27 de agosto de 2009

EEUU dice no habrá vacunas para gripe antes de mitad octubre

Por Maggie Fox

WASHINGTON (Reuters/EP) - Asesores científicos del presidente estadounidense, Barack Obama, pidieron al Gobierno que agilice la creación de vacunas para la gripe, pero es poco probable que estén listas antes de octubre, dijo el miércoles el jefe del Centro de Control y Prevención de Enfermedades.

Pruebas imperfectas para el virus de la H1N1 significarían que sería imposible tener números precisos de cuánta gente se contagia, señaló el doctor Thomas Frieden.

Sin embargo, la gripe porcina es la prioridad número uno para el Centro de Control y Prevención de Enfermedades (CDC, por su nombre en inglés), aseveró Frieden en una entrevista.

"Literalmente tenemos movilizadas a más de mil personas en el CDC trabajando en la H1N1", sostuvo Frieden en la entrevista, hecha por Reuters y Associated Press, y que se transmitirá en la cadena televisiva C-SPAN el domingo.

El lunes el presidente del Consejo de Asesores de Ciencia y Tecnología señaló que el Gobierno debería agilizar la provisión de medicinas y vacunas contra la gripe porcina, haciendo disponibles al menos algunas dosis para mediados de septiembre.

El grupo añadió que el Gobierno debería adelantarse a la pandemia para mejorar la sobrevivencia a la gripe.

Frieden señaló que era improbable que las vacunas contra la H1N1 puedan llegar al público antes de mediados de octubre, cuando la vacunación masiva debiera comenzar.

"Desearíamos tener nueva tecnología en vacunas que nos permitiera hacer nuevas vacunas en semanas o meses.
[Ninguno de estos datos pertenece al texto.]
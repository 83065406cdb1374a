//! Lifecycle service configuration.

use crate::recurrence::EvaluatorConfig;
use serde::{Deserialize, Serialize};

/// Configuration for [`CycleLifecycleService`](super::CycleLifecycleService).
#[derive(Debug, Clone, Copy, PartialEq, Eq, Serialize, Deserialize)]
#[serde(default, rename_all = "camelCase")]
pub struct LifecycleConfig {
    /// Whether new cycles are handed to the notification scheduler.
    pub schedule_notifications: bool,
    /// Settings for due-date previews.
    pub evaluator: EvaluatorConfig,
}

impl Default for LifecycleConfig {
    fn default() -> Self {
        Self {
            schedule_notifications: true,
            evaluator: EvaluatorConfig::default(),
        }
    }
}

impl LifecycleConfig {
    /// Creates a configuration that never schedules notifications.
    ///
    /// Useful for imports and background maintenance where reminders would
    /// be noise.
    #[must_use]
    pub fn silent() -> Self {
        Self {
            schedule_notifications: false,
            ..Self::default()
        }
    }

    /// Sets whether new cycles are handed to the notification scheduler.
    #[must_use]
    pub const fn with_schedule_notifications(mut self, enabled: bool) -> Self {
        self.schedule_notifications = enabled;
        self
    }

    /// Sets the evaluator configuration.
    #[must_use]
    pub const fn with_evaluator(mut self, evaluator: EvaluatorConfig) -> Self {
        self.evaluator = evaluator;
        self
    }

    /// Loads a configuration from JSON, filling missing fields with defaults.
    ///
    /// # Errors
    ///
    /// Returns [`serde_json::Error`] when the document is malformed.
    pub fn from_json(json: &str) -> Result<Self, serde_json::Error> {
        serde_json::from_str(json)
    }
}
//! Unit tests for the cycle lifecycle module.
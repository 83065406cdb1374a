//! When steps for overdue remediation scenarios.

use super::world::{OverdueWorld, run_async};
use cadence::cycle::domain::OverdueAction;
use rstest_bdd_macros::when;

#[when(r#"the overdue cycle is handled with "{action}""#)]
fn handle_overdue(world: &mut OverdueWorld, action: String) -> Result<(), eyre::Report> {
    let action = OverdueAction::try_from(action.as_str())
        .map_err(|err| eyre::eyre!("invalid action in scenario: {err}"))?;
    let task = world
        .task
        .clone()
        .ok_or_else(|| eyre::eyre!("missing task in scenario world"))?;
    let cycle = world
        .overdue_cycle
        .clone()
        .ok_or_else(|| eyre::eyre!("missing overdue cycle in scenario world"))?;

    world.last_outcome = Some(run_async(world.service.handle_overdue(&task, cycle, action)));
    Ok(())
}
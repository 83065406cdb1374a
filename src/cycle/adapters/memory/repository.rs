//! In-memory repository for cycle lifecycle tests.

use async_trait::async_trait;
use std::collections::HashMap;
use std::sync::{Arc, RwLock};

use crate::cycle::{
    domain::{CycleId, TaskCycle, TaskId},
    ports::{TaskCycleRepository, TaskCycleRepositoryError, TaskCycleRepositoryResult},
};

/// Thread-safe in-memory cycle repository.
#[derive(Debug, Clone, Default)]
pub struct InMemoryTaskCycleRepository {
    state: Arc<RwLock<InMemoryCycleState>>,
}

#[derive(Debug, Default)]
struct InMemoryCycleState {
    cycles: HashMap<CycleId, TaskCycle>,
    task_index: HashMap<TaskId, Vec<CycleId>>,
}

impl InMemoryTaskCycleRepository {
    /// Creates an empty in-memory repository.
    #[must_use]
    pub fn new() -> Self {
        Self::default()
    }

    /// Returns the number of stored cycles.
    ///
    /// # Errors
    ///
    /// Returns persistence errors when lock acquisition fails.
    pub fn cycle_count(&self) -> TaskCycleRepositoryResult<usize> {
        let state = self.state.read().map_err(|err| {
            TaskCycleRepositoryError::persistence(std::io::Error::other(err.to_string()))
        })?;
        Ok(state.cycles.len())
    }
}

#[async_trait]
impl TaskCycleRepository for InMemoryTaskCycleRepository {
    async fn save(&self, cycle: &TaskCycle) -> TaskCycleRepositoryResult<TaskCycle> {
        let mut state = self.state.write().map_err(|err| {
            TaskCycleRepositoryError::persistence(std::io::Error::other(err.to_string()))
        })?;

        if let Some(id) = cycle.id() {
            let stored = state
                .cycles
                .get_mut(&id)
                .ok_or(TaskCycleRepositoryError::NotFound(id))?;
            *stored = cycle.clone();
            return Ok(cycle.clone());
        }

        let id = CycleId::new();
        let saved = cycle.clone().with_id(id);
        state.cycles.insert(id, saved.clone());
        state.task_index.entry(saved.task_id()).or_default().push(id);
        Ok(saved)
    }

    async fn find_by_task_id(&self, task_id: TaskId) -> TaskCycleRepositoryResult<Vec<TaskCycle>> {
        let state = self.state.read().map_err(|err| {
            TaskCycleRepositoryError::persistence(std::io::Error::other(err.to_string()))
        })?;
        let mut cycles: Vec<TaskCycle> = state
            .task_index
            .get(&task_id)
            .into_iter()
            .flatten()
            .filter_map(|id| state.cycles.get(id))
            .cloned()
            .collect();
        // Stable sort keeps insertion order for cycles created in the same instant.
        cycles.sort_by_key(TaskCycle::created_at);
        Ok(cycles)
    }
}
//! In-memory integration tests for overdue remediation.

use super::helpers::{Harness, daily_task, harness, harness_at};
use crate::test_helpers::instant;
use cadence::cycle::{
    domain::{CycleDomainError, CycleResolution, OverdueAction, Task, TaskCycle},
    services::CycleLifecycleError,
};
use cadence::recurrence::{DateType, RecurrencePattern};
use rstest::rstest;

/// Starts a cycle that fell due on 2024-06-11, four days before the harness
/// clock.
async fn overdue_cycle(harness: &Harness, task: &Task) -> Result<TaskCycle, eyre::Report> {
    let cycle = harness
        .service
        .start_first_cycle(task, Some(instant("2024-06-10T12:00:00Z")))
        .await?;
    Ok(cycle)
}

#[rstest]
#[case(OverdueAction::Reset, "2024-06-15T12:00:00Z", "2024-06-16T12:00:00Z")]
#[case(OverdueAction::Continue, "2024-06-11T12:00:00Z", "2024-06-12T12:00:00Z")]
#[case(OverdueAction::Skip, "2024-06-15T12:00:00Z", "2024-06-16T12:00:00Z")]
#[tokio::test(flavor = "multi_thread")]
async fn each_action_starts_the_next_cycle_at_its_anchor(
    harness: Harness,
    daily_task: Task,
    #[case] action: OverdueAction,
    #[case] expected_start: &str,
    #[case] expected_due: &str,
) -> Result<(), eyre::Report> {
    let cycle = overdue_cycle(&harness, &daily_task).await?;
    let outcome = harness
        .service
        .handle_overdue(&daily_task, cycle, action)
        .await?;

    eyre::ensure!(outcome.next.start_date() == instant(expected_start));
    eyre::ensure!(outcome.next.due_date() == instant(expected_due));
    eyre::ensure!(outcome.next.id().is_some());
    eyre::ensure!(!outcome.next.is_completed());
    eyre::ensure!(harness.repository.cycle_count()? == 2);
    Ok(())
}

#[rstest]
#[tokio::test(flavor = "multi_thread")]
async fn reset_closes_the_old_cycle_and_notifies_the_new_one(
    harness: Harness,
    daily_task: Task,
) -> Result<(), eyre::Report> {
    let cycle = overdue_cycle(&harness, &daily_task).await?;
    let outcome = harness
        .service
        .handle_overdue(&daily_task, cycle, OverdueAction::Reset)
        .await?;

    eyre::ensure!(outcome.closed.is_overdue());
    eyre::ensure!(outcome.closed.is_completed());
    eyre::ensure!(outcome.closed.resolution() == Some(CycleResolution::Reset));

    let scheduled = harness.scheduler.scheduled()?;
    let cycle_ids: Vec<_> = scheduled.iter().map(|n| n.cycle_id).collect();
    eyre::ensure!(cycle_ids == vec![outcome.next.id()], "got {cycle_ids:?}");
    Ok(())
}

#[rstest]
#[tokio::test(flavor = "multi_thread")]
async fn continue_advances_a_single_period_even_when_far_behind(
    daily_task: Task,
) -> Result<(), eyre::Report> {
    let harness = harness_at("2024-07-01T12:00:00Z");
    let cycle = overdue_cycle(&harness, &daily_task).await?;
    let outcome = harness
        .service
        .handle_overdue(&daily_task, cycle, OverdueAction::Continue)
        .await?;

    eyre::ensure!(outcome.next.start_date() == instant("2024-06-11T12:00:00Z"));
    eyre::ensure!(outcome.next.due_date() == instant("2024-06-12T12:00:00Z"));
    eyre::ensure!(outcome.next.due_date() < instant("2024-07-01T12:00:00Z"));
    eyre::ensure!(outcome.closed.resolution() == Some(CycleResolution::Continued));
    eyre::ensure!(harness.scheduler.scheduled()?.is_empty());

    let current = harness.service.current_cycle(daily_task.id()).await?;
    eyre::ensure!(current.as_ref() == Some(&outcome.next));
    Ok(())
}

#[rstest]
#[tokio::test(flavor = "multi_thread")]
async fn continue_keeps_lunar_month_boundaries() -> Result<(), eyre::Report> {
    let harness = harness_at("2024-06-15T12:00:00Z");
    let task = Task::new("Offerings", RecurrencePattern::monthly(1)?).with_date_type(DateType::Lunar);
    let cycle = harness
        .service
        .start_first_cycle(&task, Some(instant("2024-02-10T12:00:00Z")))
        .await?;
    eyre::ensure!(cycle.due_date() == instant("2024-03-10T12:00:00Z"));

    let outcome = harness
        .service
        .handle_overdue(&task, cycle, OverdueAction::Continue)
        .await?;
    eyre::ensure!(outcome.next.date_type() == DateType::Lunar);
    eyre::ensure!(outcome.next.due_date() == instant("2024-04-09T12:00:00Z"));
    Ok(())
}

#[rstest]
#[tokio::test(flavor = "multi_thread")]
async fn skip_records_a_skipped_resolution_without_auto_restart(
    harness: Harness,
    daily_task: Task,
) -> Result<(), eyre::Report> {
    let task = daily_task.with_auto_restart(false);
    let cycle = overdue_cycle(&harness, &task).await?;
    let outcome = harness
        .service
        .handle_overdue(&task, cycle, OverdueAction::Skip)
        .await?;

    eyre::ensure!(outcome.closed.is_completed());
    eyre::ensure!(outcome.closed.resolution() == Some(CycleResolution::Skipped));
    eyre::ensure!(outcome.closed.completed_date() == Some(instant("2024-06-15T12:00:00Z")));
    eyre::ensure!(outcome.next.start_date() == instant("2024-06-15T12:00:00Z"));
    Ok(())
}

#[rstest]
#[tokio::test(flavor = "multi_thread")]
async fn skipping_a_completed_cycle_is_rejected(
    harness: Harness,
    daily_task: Task,
) -> Result<(), eyre::Report> {
    let cycle = overdue_cycle(&harness, &daily_task).await?;
    let outcome = harness.service.complete_cycle(&daily_task, cycle).await?;
    let result = harness
        .service
        .handle_overdue(&daily_task, outcome.completed, OverdueAction::Skip)
        .await;

    eyre::ensure!(matches!(
        result,
        Err(CycleLifecycleError::Domain(CycleDomainError::AlreadyCompleted(_)))
    ));
    eyre::ensure!(harness.repository.cycle_count()? == 2);
    Ok(())
}

#[rstest]
#[tokio::test(flavor = "multi_thread")]
async fn inactive_tasks_cannot_be_remediated(
    harness: Harness,
    daily_task: Task,
) -> Result<(), eyre::Report> {
    let cycle = overdue_cycle(&harness, &daily_task).await?;
    let paused = daily_task.with_active(false);
    let result = harness
        .service
        .handle_overdue(&paused, cycle, OverdueAction::Reset)
        .await;

    eyre::ensure!(matches!(result, Err(CycleLifecycleError::InactiveTask(id)) if id == paused.id()));
    eyre::ensure!(harness.repository.cycle_count()? == 1);
    Ok(())
}

#[rstest]
#[tokio::test(flavor = "multi_thread")]
async fn cycles_of_other_tasks_are_rejected(
    harness: Harness,
    daily_task: Task,
) -> Result<(), eyre::Report> {
    let cycle = overdue_cycle(&harness, &daily_task).await?;
    let other = Task::new("Water plants", RecurrencePattern::daily(2)?);
    let result = harness
        .service
        .handle_overdue(&other, cycle, OverdueAction::Continue)
        .await;

    eyre::ensure!(matches!(
        result,
        Err(CycleLifecycleError::CycleTaskMismatch { .. })
    ));
    eyre::ensure!(harness.repository.cycle_count()? == 1);
    Ok(())
}

#[rstest]
#[case(OverdueAction::Reset)]
#[case(OverdueAction::Continue)]
#[case(OverdueAction::Skip)]
#[tokio::test(flavor = "multi_thread")]
async fn remediating_the_same_cycle_twice_is_rejected(
    harness: Harness,
    daily_task: Task,
    #[case] action: OverdueAction,
) -> Result<(), eyre::Report> {
    let cycle = overdue_cycle(&harness, &daily_task).await?;
    let first = harness
        .service
        .handle_overdue(&daily_task, cycle, action)
        .await?;
    let scheduled_before = harness.scheduler.scheduled()?.len();

    let second = harness
        .service
        .handle_overdue(&daily_task, first.closed, action)
        .await;

    eyre::ensure!(matches!(
        second,
        Err(CycleLifecycleError::Domain(CycleDomainError::AlreadyCompleted(_)))
    ));
    eyre::ensure!(harness.repository.cycle_count()? == 2);
    eyre::ensure!(harness.scheduler.scheduled()?.len() == scheduled_before);

    let history = harness.service.cycle_history(daily_task.id()).await?;
    let open: Vec<_> = history.iter().filter(|c| !c.is_completed()).collect();
    eyre::ensure!(open == vec![&first.next], "open cycles: {open:?}");
    Ok(())
}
Con la tecnología actual no es posible hacer eso", aclaró.

Cinco compañías están desarrollando vacunas contra la influenza H1N1 para el mercado estadounidense: la unidad MedImmune de AstraZeneca, CSL, GlaxoSmithKline Plc, Novartis AG y Sanofi-Aventis SA.

Ya comenzaron las pruebas para determinar si la gente necesitará una o dos dosis para protegerse ante el virus.

Frieden también se distanció de las predicciones sobre el peor de lo casos elaborado por el informe del Consejo, que incluye una estimación "plausible" de que entre 30.000 y 90.000 personas podrían morir y más de 1,8 millones podrían acudir a los hospitales.